Hi,
There is a much simpler way to understand this and that is through the idea that the operator 'j' is the square root of minus 1: j=sqrt(-1).
This produces an imaginary number which we call simply "j" for short. But as we all know, when you multiply the square root of a number by itself you get the original number back. So this leads to the first identity:
j^2=-1
and that is simple enough to understand because we multiplied j*j and that meant we did sqrt(-1)*sqrt(-1) and just got -1 back again. No problem there.
Next comes multiplying that by j again, and this leads to:
j^3=(j*j)*j
and we already know that j*j equals -1 so we get:
j^3=-j
Next we multiply that by j again and we have:
j^4=(-j)*j
or written out slightly different we have:
j^4=(-1)*(j*j)
and we already know what j*j is, it is -1 again, so we get:
j^4=(-1)*(-1)
and of course that equals 1 so we just get j^4=1.
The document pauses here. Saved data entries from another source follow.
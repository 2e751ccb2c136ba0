use soroban_sdk::{contracttype, Address, BytesN};

pub(crate) const DAY_IN_LEDGERS: u32 = 17280;
pub(crate) const INSTANCE_BUMP_AMOUNT: u32 = 7 * DAY_IN_LEDGERS;
pub(crate) const INSTANCE_LIFETIME_THRESHOLD: u32 = INSTANCE_BUMP_AMOUNT - DAY_IN_LEDGERS;

pub(crate) const BALANCE_BUMP_AMOUNT: u32 = 30 * DAY_IN_LEDGERS;
pub(crate) const BALANCE_LIFETIME_THRESHOLD: u32 = BALANCE_BUMP_AMOUNT - DAY_IN_LEDGERS;

/// Fixed-point scale for every ratio held by the contract. All divisions
/// truncate toward zero; the residue is only settled at final payoff.
pub const RATIO: i128 = 1_000_000;

pub(crate) const DAY_IN_SECONDS: u64 = 86_400;
/// Interval between two scheduled payments, also the grace window past a
/// missed deadline.
pub(crate) const PERIODICITY: u64 = 30 * DAY_IN_SECONDS;
pub(crate) const STAKE_PERIOD: u64 = 15 * DAY_IN_SECONDS;
pub(crate) const FUNDING_PERIOD: u64 = 90 * DAY_IN_SECONDS;
pub(crate) const SIGNING_PERIOD: u64 = 30 * DAY_IN_SECONDS;

#[contracttype]
#[derive(Clone, Copy, PartialEq, Eq, Debug)]
pub enum Status {
    AwaitingStake = 0,
    Funding = 1,
    AwaitingSignatures = 2,
    Active = 3,
    Default = 4,
    Finished = 5,
    Uncompleted = 6,
    Bankrupt = 7,
}

/// Terms are fixed at initialization and never change afterwards.
#[contracttype]
#[derive(Clone)]
pub struct LoanTerms {
    pub borrower: Address,
    pub local_node: Address,
    pub platform: Address,
    pub registry: Address,
    pub payment_token: Address,
    pub property_token: Address,
    pub property_shares: i128,
    pub target_amount: i128,
    pub payment_amount: i128,
    pub local_node_fee: i128,
    pub platform_fee: i128,
    pub total_payments: u32,
    pub insured_payments: u32,
    pub per_payment_interest_ratio: i128,
    pub downpayment_ratio: i128,
}

#[contracttype]
#[derive(Clone)]
pub struct LoanLedger {
    pub invested_amount: i128,
    pub extra_amount: i128,
    pub amortized_amount: i128,
    pub transferred_tokens: i128,
    pub times_paid: u32,
    pub times_default: u32,
    pub next_payment: u64,
    pub stake_deadline: u64,
    pub funding_deadline: u64,
    pub signing_deadline: u64,
    pub stake_received: bool,
}

/// Per-investor record. `amount` is zeroed on refund, the entry itself is
/// never removed.
#[contracttype]
#[derive(Clone)]
pub struct Investment {
    pub amount: i128,
    pub times_collected: u32,
    pub times_collected_default: u32,
    pub claimed_property: bool,
}

#[contracttype]
#[derive(Clone)]
pub struct DocumentSignature {
    pub signature: BytesN<64>,
    pub recovery_id: u32,
}

#[derive(Clone)]
#[contracttype]
pub enum DataKey {
    Terms,
    Status,
    Ledger,
    DocumentHash,
    BorrowerSignature,
    LocalNodeSignature,
    Investment(Address),
}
So now we create a little table:
j=sqrt(-1)=j^1=j
j^2=-1
j^3=-j
j^4=1
So what about j^5 then? Well, when we multiply j^4 times j we just get j again, so we see the table expands again:
j^1=j
j^2=-1
j^3=-j
j^4=1
j^5=j
and notice that this is the same as j^1 which is the first entry in the table. What happened here is the values have started to repeat, so we end up with the same repetition of the group:
{j,-1,-j,1}
and so we can immediately expand the table:
j^1=j
j^2=-1
j^3=-j
j^4=1
j^5=j
j^6=-1
j^7=-j
j^8=1
and this goes on forever, so that the value of any power of j is equal to the power of j that has the power minus 4, so we see:
j^(n+4)=j^(n)
and that causes a repeat of j, -1, -j, 1. So those are the only four values we can get.
Now when we look at something like 1/j, that is really j^(-1), and you can create a little table for minus j's too, or just use simple algebra. "j" can also be considered an algebraic constant so we can reduce it based on that too by multiplying the numerator and denominator both by j:
1/j=(j*1)/(j*j)
and again we know what j*1 is and what j*j is:
(j*1)/(j*j)=j/(-1)=-j
So you can use that idea instead of building a table for the negative powers of j.
Viewed as a rotation, multiplying times j means rotating counter clockwise by 90 degrees. Multiplying by j^2 means rotating counter clockwise by 180 degrees, and so on.
Note that as we rotate over and over by 90 degrees that makes the quantity real, then imaginary, then real again, then imaginary, etc.